◆ **Exercise aim**: Read through the lines below and copy the ones holding the string "that".
--- Input data Enclosed Below ---
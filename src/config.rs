//! Launcher configuration read from the environment
//!
//! Every setting has a default; unparseable values are logged and ignored.

use crate::exceptions::LaunchError;
use crate::exit_codes::{EXIT_INVALID_ARGS, EXIT_SUCCESS};
use log::warn;
use std::env;
use std::path::PathBuf;

// =================================
// Environment variables
// =================================
pub const PROFILE_VAR: &str = "LEPROC_PROFILE";
pub const ASSOCIATION_POLICY_VAR: &str = "LEPROC_ASSOCIATION_POLICY";
pub const EXIT_POLICY_VAR: &str = "LEPROC_EXIT_POLICY";
pub const DIAGNOSTICS_VAR: &str = "LEPROC_DIAGNOSTICS";
pub const ROOT_VAR: &str = "LEPROC_ROOT";

// =================================
// Defaults
// =================================
pub const DEFAULT_ASSOCIATION_POLICY: &str = "report";
pub const DEFAULT_EXIT_POLICY: &str = "code";
#[cfg(windows)]
pub const DEFAULT_DIAGNOSTICS: &str = "dialog";
#[cfg(not(windows))]
pub const DEFAULT_DIAGNOSTICS: &str = "console";

/// What to do when a non-executable target has no registered opener
#[derive(Debug, Clone, Copy, PartialEq, Eq)]
pub enum AssociationPolicy {
    /// Abort without starting anything and without telling the user
    Silent,
    /// Abort and show a diagnostic naming the extension
    Report,
}

impl AssociationPolicy {
    /// Parse policy from string (case insensitive)
    #[must_use]
    pub fn parse(s: &str) -> Option<Self> {
        match s.to_lowercase().as_str() {
            "silent" => Some(Self::Silent),
            "report" => Some(Self::Report),
            _ => None,
        }
    }
}

/// Process exit status after a native loader failure
#[derive(Debug, Clone, Copy, PartialEq, Eq)]
pub enum ExitPolicy {
    /// Exit with the loader's result code
    Code,
    /// Exit 0 once a diagnostic has been shown; failures are only visible
    /// through the diagnostic. Usage errors keep `EXIT_INVALID_ARGS`.
    Zero,
}

impl ExitPolicy {
    #[must_use]
    pub fn parse(s: &str) -> Option<Self> {
        match s.to_lowercase().as_str() {
            "code" => Some(Self::Code),
            "zero" => Some(Self::Zero),
            _ => None,
        }
    }
}

/// Where diagnostics are shown
#[derive(Debug, Clone, Copy, PartialEq, Eq)]
pub enum DiagnosticsTarget {
    Console,
    Dialog,
}

impl DiagnosticsTarget {
    #[must_use]
    pub fn parse(s: &str) -> Option<Self> {
        match s.to_lowercase().as_str() {
            "console" => Some(Self::Console),
            "dialog" => Some(Self::Dialog),
            _ => None,
        }
    }
}

/// Settings that shape one launcher invocation
#[derive(Debug, Clone)]
pub struct LauncherConfig {
    /// JSON profile to load; the built-in default profile is used when unset
    pub profile_path: Option<PathBuf>,
    pub association_policy: AssociationPolicy,
    pub exit_policy: ExitPolicy,
    pub diagnostics: DiagnosticsTarget,
    /// Directory holding LoaderDll.dll and LocaleEmulator.dll
    pub root_dir: Option<PathBuf>,
}

impl Default for LauncherConfig {
    fn default() -> Self {
        Self {
            profile_path: None,
            association_policy: parse_or_default(
                AssociationPolicy::parse,
                DEFAULT_ASSOCIATION_POLICY,
                AssociationPolicy::Report,
            ),
            exit_policy: parse_or_default(ExitPolicy::parse, DEFAULT_EXIT_POLICY, ExitPolicy::Code),
            diagnostics: parse_or_default(
                DiagnosticsTarget::parse,
                DEFAULT_DIAGNOSTICS,
                DiagnosticsTarget::Console,
            ),
            root_dir: None,
        }
    }
}

impl LauncherConfig {
    /// Build the configuration from LEPROC_* environment variables
    pub fn from_env() -> Self {
        Self::from_lookup(|key| env::var(key).ok())
    }

    /// Build the configuration from an arbitrary variable lookup
    pub fn from_lookup<F>(lookup: F) -> Self
    where
        F: Fn(&str) -> Option<String>,
    {
        let mut config = Self::default();

        if let Some(path) = lookup(PROFILE_VAR).filter(|p| !p.is_empty()) {
            config.profile_path = Some(PathBuf::from(path));
        }
        if let Some(root) = lookup(ROOT_VAR).filter(|p| !p.is_empty()) {
            config.root_dir = Some(PathBuf::from(root));
        }

        if let Some(value) = lookup(ASSOCIATION_POLICY_VAR) {
            match AssociationPolicy::parse(&value) {
                Some(policy) => config.association_policy = policy,
                None => warn!("⚠️ Ignoring {ASSOCIATION_POLICY_VAR}={value}: expected silent|report"),
            }
        }
        if let Some(value) = lookup(EXIT_POLICY_VAR) {
            match ExitPolicy::parse(&value) {
                Some(policy) => config.exit_policy = policy,
                None => warn!("⚠️ Ignoring {EXIT_POLICY_VAR}={value}: expected code|zero"),
            }
        }
        if let Some(value) = lookup(DIAGNOSTICS_VAR) {
            match DiagnosticsTarget::parse(&value) {
                Some(target) => config.diagnostics = target,
                None => warn!("⚠️ Ignoring {DIAGNOSTICS_VAR}={value}: expected console|dialog"),
            }
        }

        config
    }

    /// Exit status for a native loader result code under the configured policy
    pub fn exit_code_for(&self, loader_code: u32) -> i32 {
        self.apply_exit_policy(loader_code as i32)
    }

    /// Exit status for an error that was reported before the loader ran
    pub fn exit_code_for_error(&self, err: &LaunchError) -> i32 {
        match err {
            LaunchError::Usage => EXIT_INVALID_ARGS,
            other => self.apply_exit_policy(other.exit_code()),
        }
    }

    /// `code` under the configured policy, for exits that follow a diagnostic
    pub fn apply_exit_policy(&self, code: i32) -> i32 {
        match self.exit_policy {
            ExitPolicy::Code => code,
            ExitPolicy::Zero => EXIT_SUCCESS,
        }
    }
}

fn parse_or_default<T>(parse: fn(&str) -> Option<T>, value: &str, fallback: T) -> T {
    parse(value).unwrap_or(fallback)
}

#[cfg(test)]
mod tests {
    use super::*;
    use std::collections::HashMap;

    fn lookup_from(pairs: &[(&str, &str)]) -> impl Fn(&str) -> Option<String> {
        let map: HashMap<String, String> = pairs
            .iter()
            .map(|(k, v)| (k.to_string(), v.to_string()))
            .collect();
        move |key| map.get(key).cloned()
    }

    #[test]
    fn test_defaults_without_environment() {
        let config = LauncherConfig::from_lookup(|_| None);
        assert_eq!(config.association_policy, AssociationPolicy::Report);
        assert_eq!(config.exit_policy, ExitPolicy::Code);
        assert!(config.profile_path.is_none());
        assert!(config.root_dir.is_none());
    }

    #[test]
    fn test_values_are_case_insensitive() {
        let config = LauncherConfig::from_lookup(lookup_from(&[
            (ASSOCIATION_POLICY_VAR, "SILENT"),
            (EXIT_POLICY_VAR, "Zero"),
            (DIAGNOSTICS_VAR, "console"),
            (PROFILE_VAR, "C:\\profiles\\ja.json"),
        ]));
        assert_eq!(config.association_policy, AssociationPolicy::Silent);
        assert_eq!(config.exit_policy, ExitPolicy::Zero);
        assert_eq!(config.diagnostics, DiagnosticsTarget::Console);
        assert_eq!(
            config.profile_path,
            Some(PathBuf::from("C:\\profiles\\ja.json"))
        );
    }

    #[test]
    fn test_invalid_values_keep_defaults() {
        let config = LauncherConfig::from_lookup(lookup_from(&[
            (ASSOCIATION_POLICY_VAR, "sometimes"),
            (EXIT_POLICY_VAR, "always"),
        ]));
        assert_eq!(config.association_policy, AssociationPolicy::Report);
        assert_eq!(config.exit_policy, ExitPolicy::Code);
    }

    #[test]
    fn test_exit_code_policy() {
        let mut config = LauncherConfig::from_lookup(|_| None);
        assert_eq!(config.exit_code_for(0x2e4), 0x2e4);
        config.exit_policy = ExitPolicy::Zero;
        assert_eq!(config.exit_code_for(0x2e4), 0);
    }

    #[test]
    fn test_zero_policy_covers_reported_errors() {
        let missing = LaunchError::MissingDependency(vec!["LoaderDll.dll".to_string()]);
        let mut config = LauncherConfig::from_lookup(|_| None);
        assert_eq!(
            config.exit_code_for_error(&missing),
            crate::exit_codes::EXIT_DEPENDENCY_ERROR
        );

        config.exit_policy = ExitPolicy::Zero;
        assert_eq!(config.exit_code_for_error(&missing), EXIT_SUCCESS);
        assert_eq!(
            config.exit_code_for_error(&LaunchError::PathNotFound("game".to_string())),
            EXIT_SUCCESS
        );
        assert_eq!(config.exit_code_for_error(&LaunchError::Usage), EXIT_INVALID_ARGS);
    }
}
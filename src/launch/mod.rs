//! Launch configuration and native loader handoff
//!
//! Leaves first: `charset`, `paths`, `command`, `association`, `locale`,
//! `registry`; then `descriptor` composes them into a [`LaunchDescriptor`]
//! that a [`NativeLoaderGateway`] turns into a running process.

pub mod association;
pub mod charset;
pub mod command;
pub mod descriptor;
pub mod elevation;
pub mod gateway;
pub mod leb;
pub mod locale;
pub mod paths;
pub mod registry;
pub mod report;
pub mod timezone;

pub use association::{AssociationStore, FileAssociation, StaticAssociations};
pub use descriptor::{LaunchContext, LaunchDescriptor, LaunchDescriptorBuilder, LaunchRequest};
pub use elevation::Relauncher;
pub use gateway::NativeLoaderGateway;
pub use locale::{BuiltinLocales, LocaleInfo, LocaleService};
pub use paths::SearchPath;
pub use registry::{RegistryRedirectionEntry, RegistryRoot, RegistryValue};
pub use report::Reporter;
--- End of Enclosed Input data ---
◆ **Result of this exercise**:
/// Settings that shape one launcher invocation
    /// Exit status for an error that was reported before the loader ran
    /// `code` under the configured policy, for exits that follow a diagnostic
//! that a [`NativeLoaderGateway`] turns into a running process.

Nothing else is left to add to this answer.